BEGIN STORED DATA
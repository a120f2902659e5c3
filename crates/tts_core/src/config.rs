//! Configuration for the TTS client
//!
//! Loaded once at startup and never mutated afterwards. Per-provider settings
//! may point at environment variables; those are looked up on every call by
//! [`TtsConfig::resolve`].

use std::collections::BTreeMap;

use serde::{Deserialize, Serialize};

use crate::error::TtsFault;
use crate::types::ProviderId;

/// Root configuration
#[derive(Debug, Clone, Default, PartialEq, Serialize, Deserialize)]
pub struct TtsConfig {
    /// Outbound HTTP transport settings
    #[serde(default)]
    pub http: HttpConfig,

    /// Settings per provider
    #[serde(default)]
    pub providers: BTreeMap<ProviderId, ProviderSettings>,
}

/// Outbound HTTP transport settings
#[derive(Debug, Clone, PartialEq, Eq, Serialize, Deserialize)]
pub struct HttpConfig {
    /// Receive timeout per request in milliseconds
    #[serde(default = "default_timeout_ms")]
    pub timeout_ms: u64,

    /// Connect timeout in milliseconds
    #[serde(default = "default_connect_timeout_ms")]
    pub connect_timeout_ms: u64,

    /// User-Agent header sent to vendors
    #[serde(default = "default_user_agent")]
    pub user_agent: String,
}

const fn default_timeout_ms() -> u64 {
    120_000 // 2 minutes, synthesis of long text is slow
}

const fn default_connect_timeout_ms() -> u64 {
    10_000
}

fn default_user_agent() -> String {
    concat!("tts-core/", env!("CARGO_PKG_VERSION")).to_string()
}

impl Default for HttpConfig {
    fn default() -> Self {
        Self {
            timeout_ms: default_timeout_ms(),
            connect_timeout_ms: default_connect_timeout_ms(),
            user_agent: default_user_agent(),
        }
    }
}

/// A setting given literally or through an environment variable
///
/// ```toml
/// api_key = "sk-literal"
/// api_key = { env = "OPENAI_API_KEY" }
/// region = { env = "AWS_REGION", default = "eu-west-1" }
/// ```
#[derive(Debug, Clone, PartialEq, Eq, Serialize, Deserialize)]
#[serde(untagged)]
pub enum SettingValue {
    /// Environment indirection with optional fallback
    Env {
        /// Variable name
        env: String,
        /// Value used when the variable is unset
        #[serde(default)]
        default: Option<String>,
    },
    /// Literal value
    Literal(String),
}

impl SettingValue {
    /// Literal setting
    #[must_use]
    pub fn literal(value: impl Into<String>) -> Self {
        Self::Literal(value.into())
    }

    /// Environment indirection without fallback
    #[must_use]
    pub fn env(var: impl Into<String>) -> Self {
        Self::Env {
            env: var.into(),
            default: None,
        }
    }

    fn resolve_with(
        &self,
        provider: ProviderId,
        lookup: &dyn Fn(&str) -> Option<String>,
    ) -> Result<String, TtsFault> {
        match self {
            Self::Literal(value) => Ok(value.clone()),
            Self::Env { env, default } => lookup(env)
                .or_else(|| default.clone())
                .ok_or_else(|| TtsFault::MissingEnvVar {
                    provider,
                    var: env.clone(),
                }),
        }
    }
}

/// Credentials and defaults for one provider
#[derive(Debug, Clone, Default, PartialEq, Eq, Serialize, Deserialize)]
pub struct ProviderSettings {
    /// API key or subscription key
    #[serde(default)]
    pub api_key: Option<SettingValue>,

    /// AWS access key id (Polly)
    #[serde(default)]
    pub access_key_id: Option<SettingValue>,

    /// AWS secret access key (Polly)
    #[serde(default)]
    pub secret_access_key: Option<SettingValue>,

    /// AWS session token (Polly, temporary credentials)
    #[serde(default)]
    pub session_token: Option<SettingValue>,

    /// Cloud region (Azure, Polly)
    #[serde(default)]
    pub region: Option<SettingValue>,

    /// Endpoint override, mainly for proxies and tests
    #[serde(default)]
    pub base_url: Option<SettingValue>,

    /// Voice used when the request names none
    #[serde(default)]
    pub default_voice: Option<SettingValue>,

    /// Model used when the request names none
    #[serde(default)]
    pub default_model: Option<SettingValue>,

    /// Output format used when the request names none
    #[serde(default)]
    pub default_format: Option<SettingValue>,
}

/// Call-time overrides layered over the configured settings
#[derive(Debug, Clone, Default, PartialEq, Eq)]
pub struct CallOverrides {
    /// Replaces the configured API key
    pub api_key: Option<String>,
}

/// Effective settings for one call, with all indirections resolved
#[derive(Debug, Clone, Default, PartialEq, Eq)]
pub struct ResolvedSettings {
    /// API key or subscription key
    pub api_key: Option<String>,
    /// AWS access key id
    pub access_key_id: Option<String>,
    /// AWS secret access key
    pub secret_access_key: Option<String>,
    /// AWS session token
    pub session_token: Option<String>,
    /// Cloud region
    pub region: Option<String>,
    /// Endpoint override
    pub base_url: Option<String>,
    /// Default voice
    pub default_voice: Option<String>,
    /// Default model
    pub default_model: Option<String>,
    /// Default output format
    pub default_format: Option<String>,
}

impl ResolvedSettings {
    /// Settings carrying only an API key
    #[must_use]
    pub fn with_api_key(api_key: impl Into<String>) -> Self {
        Self {
            api_key: Some(api_key.into()),
            ..Self::default()
        }
    }

    /// Set the endpoint override
    #[must_use]
    pub fn base_url(mut self, base_url: impl Into<String>) -> Self {
        self.base_url = Some(base_url.into());
        self
    }

    /// Set the region
    #[must_use]
    pub fn region(mut self, region: impl Into<String>) -> Self {
        self.region = Some(region.into());
        self
    }
}

impl TtsConfig {
    /// Load configuration from `tts.toml` (optional) and `TTS__*` environment
    /// variables
    ///
    /// # Errors
    ///
    /// Returns an error if a source cannot be read or deserialized.
    pub fn load() -> Result<Self, config::ConfigError> {
        Self::load_from("tts")
    }

    /// Load configuration from the given file stem plus environment variables
    ///
    /// # Errors
    ///
    /// Returns an error if a source cannot be read or deserialized.
    pub fn load_from(file: &str) -> Result<Self, config::ConfigError> {
        let builder = config::Config::builder()
            .add_source(config::File::with_name(file).required(false))
            // Nested keys use a double underscore, e.g. TTS__HTTP__TIMEOUT_MS
            .add_source(
                config::Environment::with_prefix("TTS")
                    .separator("__")
                    .try_parsing(true),
            );

        builder.build()?.try_deserialize()
    }

    /// Parse configuration from a TOML document
    ///
    /// # Errors
    ///
    /// Returns an error if the document is not valid TOML or does not match
    /// the configuration shape.
    pub fn from_toml_str(toml: &str) -> Result<Self, config::ConfigError> {
        config::Config::builder()
            .add_source(config::File::from_str(toml, config::FileFormat::Toml))
            .build()?
            .try_deserialize()
    }

    /// Validate the configuration
    ///
    /// # Errors
    ///
    /// Returns an error message if a timeout is zero.
    pub fn validate(&self) -> Result<(), String> {
        if self.http.timeout_ms == 0 {
            return Err("http.timeout_ms must be greater than zero".to_string());
        }
        if self.http.connect_timeout_ms == 0 {
            return Err("http.connect_timeout_ms must be greater than zero".to_string());
        }
        Ok(())
    }

    /// Add or replace the settings of one provider
    #[must_use]
    pub fn with_provider(mut self, provider: ProviderId, settings: ProviderSettings) -> Self {
        self.providers.insert(provider, settings);
        self
    }

    /// Resolve effective settings for `provider`, reading the process
    /// environment
    ///
    /// # Errors
    ///
    /// Returns [`TtsFault::MissingEnvVar`] if a referenced variable is unset
    /// and has no default.
    pub fn resolve(
        &self,
        provider: ProviderId,
        overrides: &CallOverrides,
    ) -> Result<ResolvedSettings, TtsFault> {
        self.resolve_with(provider, overrides, &|name: &str| std::env::var(name).ok())
    }

    /// Resolve effective settings using a custom variable lookup
    ///
    /// # Errors
    ///
    /// Returns [`TtsFault::MissingEnvVar`] if a referenced variable is unset
    /// and has no default.
    pub fn resolve_with(
        &self,
        provider: ProviderId,
        overrides: &CallOverrides,
        lookup: &dyn Fn(&str) -> Option<String>,
    ) -> Result<ResolvedSettings, TtsFault> {
        let Some(settings) = self.providers.get(&provider) else {
            return Ok(ResolvedSettings {
                api_key: overrides.api_key.clone(),
                ..ResolvedSettings::default()
            });
        };

        let field = |value: &Option<SettingValue>| -> Result<Option<String>, TtsFault> {
            value
                .as_ref()
                .map(|v| v.resolve_with(provider, lookup))
                .transpose()
        };

        // An explicit per-call key makes the configured one irrelevant
        let api_key = match &overrides.api_key {
            Some(key) => Some(key.clone()),
            None => field(&settings.api_key)?,
        };

        Ok(ResolvedSettings {
            api_key,
            access_key_id: field(&settings.access_key_id)?,
            secret_access_key: field(&settings.secret_access_key)?,
            session_token: field(&settings.session_token)?,
            region: field(&settings.region)?,
            base_url: field(&settings.base_url)?,
            default_voice: field(&settings.default_voice)?,
            default_model: field(&settings.default_model)?,
            default_format: field(&settings.default_format)?,
        })
    }
}

#[cfg(test)]
mod tests {
    use super::*;

    fn no_env(_: &str) -> Option<String> {
        None
    }

    fn fake_env(name: &str) -> Option<String> {
        match name {
            "OPENAI_API_KEY" => Some("sk-from-env".to_string()),
            "AWS_REGION" => Some("eu-central-1".to_string()),
            _ => None,
        }
    }

    #[test]
    fn default_config_values() {
        let config = TtsConfig::default();
        assert_eq!(config.http.timeout_ms, 120_000);
        assert_eq!(config.http.connect_timeout_ms, 10_000);
        assert!(config.http.user_agent.starts_with("tts-core/"));
        assert!(config.providers.is_empty());
        assert!(config.validate().is_ok());
    }

    #[test]
    fn parses_toml_with_literal_and_env_settings() {
        let config = TtsConfig::from_toml_str(
            r#"
            [http]
            timeout_ms = 5000

            [providers.openai]
            api_key = { env = "OPENAI_API_KEY" }
            default_voice = "nova"

            [providers.polly]
            region = { env = "AWS_REGION", default = "us-west-2" }
            "#,
        )
        .unwrap();

        assert_eq!(config.http.timeout_ms, 5000);
        assert_eq!(config.http.connect_timeout_ms, 10_000);

        let openai = &config.providers[&ProviderId::OpenAi];
        assert_eq!(openai.api_key, Some(SettingValue::env("OPENAI_API_KEY")));
        assert_eq!(openai.default_voice, Some(SettingValue::literal("nova")));
    }

    #[test]
    fn resolves_env_indirection() {
        let config = TtsConfig::default().with_provider(
            ProviderId::OpenAi,
            ProviderSettings {
                api_key: Some(SettingValue::env("OPENAI_API_KEY")),
                default_model: Some(SettingValue::literal("tts-1-hd")),
                ..ProviderSettings::default()
            },
        );

        let resolved = config
            .resolve_with(ProviderId::OpenAi, &CallOverrides::default(), &fake_env)
            .unwrap();
        assert_eq!(resolved.api_key.as_deref(), Some("sk-from-env"));
        assert_eq!(resolved.default_model.as_deref(), Some("tts-1-hd"));
        assert_eq!(resolved.region, None);
    }

    #[test]
    fn env_default_is_used_when_unset() {
        let config = TtsConfig::default().with_provider(
            ProviderId::Polly,
            ProviderSettings {
                region: Some(SettingValue::Env {
                    env: "POLLY_REGION_UNSET".to_string(),
                    default: Some("us-west-2".to_string()),
                }),
                ..ProviderSettings::default()
            },
        );

        let resolved = config
            .resolve_with(ProviderId::Polly, &CallOverrides::default(), &no_env)
            .unwrap();
        assert_eq!(resolved.region.as_deref(), Some("us-west-2"));
    }

    #[test]
    fn missing_env_var_is_a_fault() {
        let config = TtsConfig::default().with_provider(
            ProviderId::ElevenLabs,
            ProviderSettings {
                api_key: Some(SettingValue::env("ELEVENLABS_API_KEY")),
                ..ProviderSettings::default()
            },
        );

        let err = config
            .resolve_with(ProviderId::ElevenLabs, &CallOverrides::default(), &no_env)
            .unwrap_err();
        assert!(matches!(
            err,
            TtsFault::MissingEnvVar { provider: ProviderId::ElevenLabs, ref var } if var == "ELEVENLABS_API_KEY"
        ));
    }

    #[test]
    fn api_key_override_wins() {
        let config = TtsConfig::default().with_provider(
            ProviderId::OpenAi,
            ProviderSettings {
                api_key: Some(SettingValue::env("UNSET_BUT_OVERRIDDEN")),
                ..ProviderSettings::default()
            },
        );
        let overrides = CallOverrides {
            api_key: Some("sk-call".to_string()),
        };

        let resolved = config
            .resolve_with(ProviderId::OpenAi, &overrides, &no_env)
            .unwrap();
        assert_eq!(resolved.api_key.as_deref(), Some("sk-call"));
    }

    #[test]
    fn unconfigured_provider_resolves_to_overrides_only() {
        let overrides = CallOverrides {
            api_key: Some("k".to_string()),
        };
        let resolved = TtsConfig::default()
            .resolve_with(ProviderId::Google, &overrides, &no_env)
            .unwrap();
        assert_eq!(resolved, ResolvedSettings::with_api_key("k"));
    }

    #[test]
    fn zero_timeout_is_invalid() {
        let mut config = TtsConfig::default();
        config.http.timeout_ms = 0;
        assert!(config.validate().is_err());
    }
}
END STORED DATA
**WHAT IS BEING ASKED:** Find every line above where the word "HttpConfig" occurs, and copy that line.

**RESULT FOR THIS EXERCISE:**
    pub http: HttpConfig,
pub struct HttpConfig {
impl Default for HttpConfig {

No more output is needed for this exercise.